Depuis plusieurs années, Familles Rurales de la Sarthe s’implique concrètement dans le domaine de la prévention en luttant notamment contre l’isolement et le silence qui enferment l’entourage des personnes suicidées. La souffrance de ce deuil lié à une mort brutale déséquilibre les proches, mettant parfois en péril leur santé physique et psychologique. Jusqu’alors, dans le département, il n’existait pas de service organisé pour accompagner les familles particulièrement exposées au risque de reproduction du suicide. Depuis, Familles Rurales propose des groupes d’entraide et de soutien spécialement dédiés à cette population.
Des rencontres régulières, en petit comité, ont lieu entre personnes endeuillées par le suicide d’un membre de leur famille, d’un voisin, d’un collègue de travail, d’un ami. Ces temps d’échange permettent à chaque participant d’exprimer sa détresse, ses inquiétudes, ses incompréhensions. Un dispositif qui aide les personnes à franchir, à leur rythme, les différentes étapes du deuil.
Ces groupes de parole sont animés par une salariée de la fédération départementale, formée à cet accompagnement spécifique et qui bénéficie de la supervision régulière d’un psychologue. Entre 2001 et 2005, 80 rencontres ont eu lieu dans deux villes du département : Le Mans et Sablé-sur-Sarthe. Une permanence téléphonique est également mise à la disposition des familles qui ressentent le besoin de parler de leurs angoisses, de leur peine.
Familles Rurales a fait de la sensibilisation des enfants aux accidents de la vie courante une priorité. Depuis plus de dix ans, des bénévoles interviennent dans les écoles pour apprendre aux 5-7 ans à connaître les dangers de la maison et à acquérir les bons réflexes pour les éviter.

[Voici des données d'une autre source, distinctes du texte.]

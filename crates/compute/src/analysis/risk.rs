use formats::Record;
use serde::{Deserialize, Serialize};

pub const RISK_COLUMN: &str = "risk_category";

#[derive(Debug, Copy, Clone, PartialEq, Eq, Hash, Serialize, Deserialize)]
#[serde(rename_all = "UPPERCASE")]
pub enum RiskCategory {
    Critical,
    High,
    Medium,
    Low,
    Unknown,
}

impl RiskCategory {
    /// Case-insensitive, whitespace-tolerant; anything unrecognized is `Unknown`.
    pub fn parse(raw: &str) -> Self {
        match raw.trim().to_ascii_uppercase().as_str() {
            "CRITICAL" => RiskCategory::Critical,
            "HIGH" => RiskCategory::High,
            "MEDIUM" => RiskCategory::Medium,
            "LOW" => RiskCategory::Low,
            _ => RiskCategory::Unknown,
        }
    }

    /// Category of a report row; a missing column reads as `Unknown`.
    pub fn of(record: &Record) -> Self {
        record
            .get(RISK_COLUMN)
            .map(|v| RiskCategory::parse(v))
            .unwrap_or(RiskCategory::Unknown)
    }

    /// Medium and above.
    pub fn is_concerning(self) -> bool {
        matches!(
            self,
            RiskCategory::Critical | RiskCategory::High | RiskCategory::Medium
        )
    }

    pub fn as_str(self) -> &'static str {
        match self {
            RiskCategory::Critical => "CRITICAL",
            RiskCategory::High => "HIGH",
            RiskCategory::Medium => "MEDIUM",
            RiskCategory::Low => "LOW",
            RiskCategory::Unknown => "UNKNOWN",
        }
    }
}

#[derive(Debug, Default, Copy, Clone, PartialEq, Eq, Serialize)]
#[serde(rename_all = "camelCase")]
pub struct RiskSummary {
    pub total: usize,
    pub critical: usize,
    pub high: usize,
    pub medium: usize,
    pub low: usize,
    pub concerning: usize,
    pub concerning_pct: u32,
}

impl RiskSummary {
    pub fn from_records<'a, I>(records: I) -> Self
    where
        I: IntoIterator<Item = &'a Record>,
    {
        Self::from_categories(records.into_iter().map(RiskCategory::of))
    }

    /// Every category counts towards `total`; `Unknown` counts nowhere else.
    pub fn from_categories<I>(categories: I) -> Self
    where
        I: IntoIterator<Item = RiskCategory>,
    {
        let mut summary = RiskSummary::default();
        for category in categories {
            summary.total += 1;
            match category {
                RiskCategory::Critical => summary.critical += 1,
                RiskCategory::High => summary.high += 1,
                RiskCategory::Medium => summary.medium += 1,
                RiskCategory::Low => summary.low += 1,
                RiskCategory::Unknown => {}
            }
        }
        summary.concerning = summary.critical + summary.high + summary.medium;
        summary.concerning_pct = if summary.total == 0 {
            0
        } else {
            (summary.concerning as f64 / summary.total as f64 * 100.0).round() as u32
        };
        summary
    }
}

#[cfg(test)]
mod tests {
    use super::{RiskCategory, RiskSummary};
    use formats::Record;
    use pretty_assertions::assert_eq;

    fn row(category: &str) -> Record {
        Record::from([("risk_category".to_string(), category.to_string())])
    }

    #[test]
    fn parse_is_lenient() {
        assert_eq!(RiskCategory::parse(" critical "), RiskCategory::Critical);
        assert_eq!(RiskCategory::parse("Medium"), RiskCategory::Medium);
        assert_eq!(RiskCategory::parse(""), RiskCategory::Unknown);
        assert_eq!(RiskCategory::parse("severe"), RiskCategory::Unknown);
        assert_eq!(RiskCategory::of(&Record::new()), RiskCategory::Unknown);
    }

    #[test]
    fn summary_counts_tiers_and_rounds_percentage() {
        let rows = [row("HIGH"), row("low"), row("bogus")];
        let summary = RiskSummary::from_records(&rows);
        assert_eq!(
            summary,
            RiskSummary {
                total: 3,
                critical: 0,
                high: 1,
                medium: 0,
                low: 1,
                concerning: 1,
                concerning_pct: 33,
            }
        );
    }

    #[test]
    fn concerning_includes_medium_and_above() {
        let rows = [row("CRITICAL"), row("medium"), row("LOW")];
        let summary = RiskSummary::from_records(&rows);
        assert_eq!(summary.concerning, 2);
        assert_eq!(summary.concerning_pct, 67);
    }

    #[test]
    fn empty_summary_has_zero_percentage() {
        assert_eq!(RiskSummary::from_records(&Vec::<Record>::new()), RiskSummary::default());
    }

    #[test]
    fn serializes_camel_case() {
        let json = serde_json::to_value(RiskSummary::from_records(&[row("HIGH")])).unwrap();
        assert_eq!(json["concerningPct"], 100);
        assert_eq!(serde_json::to_value(RiskCategory::High).unwrap(), "HIGH");
    }
}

Pour Monique Mabilot-Gras, la présidente de la fédération départementale, «les enfants d’aujourd’hui sont les adultes et les parents de demain. Il est donc primordial de les éduquer dès maintenant à cette question. C’est très important si l’on veut que le nombre d’accidents de la vie courante diminue sensiblement en France dans les années à venir.»
Ces interventions durent environ une heure, un laps de temps suffisant pour faire le tour des principaux dangers qu’ils sont susceptibles de rencontrer dans leur vie quotidienne : à la maison, dans le jardin, sur le chemin de l’école, pendant leurs loisirs... Le discours est adapté aux enfants, concret et émaillé d’exemples. Après un échange entre le bénévole, les élèves et l’institutrice, l’heure est au jeu, tous ensemble. Un jeu de l’oie géant sur ce thème est utilisé pour faire réagir les enfants à des situations de la vie courante.
«Le jeu est la formule idéale, estime Marina Cortassa, responsable des bénévoles. Cela permet de les intéresser tout en faisant passer des messages essentiels. Car il y a encore aujourd’hui beaucoup trop d’accidents qui surviennent au domicile des familles. Des accidents qui pourraient très bien être évités si elles connaissaient mieux les risques.»
En fin de séance, un petit fascicule récapitulant les principaux dangers de la maison est laissé aux enfants qui le ramènent chez eux. Un bon moyen pour Familles Rurales de pouvoir toucher également les parents, de les sensibiliser eux aussi et ainsi de faire d’une pierre deux coups.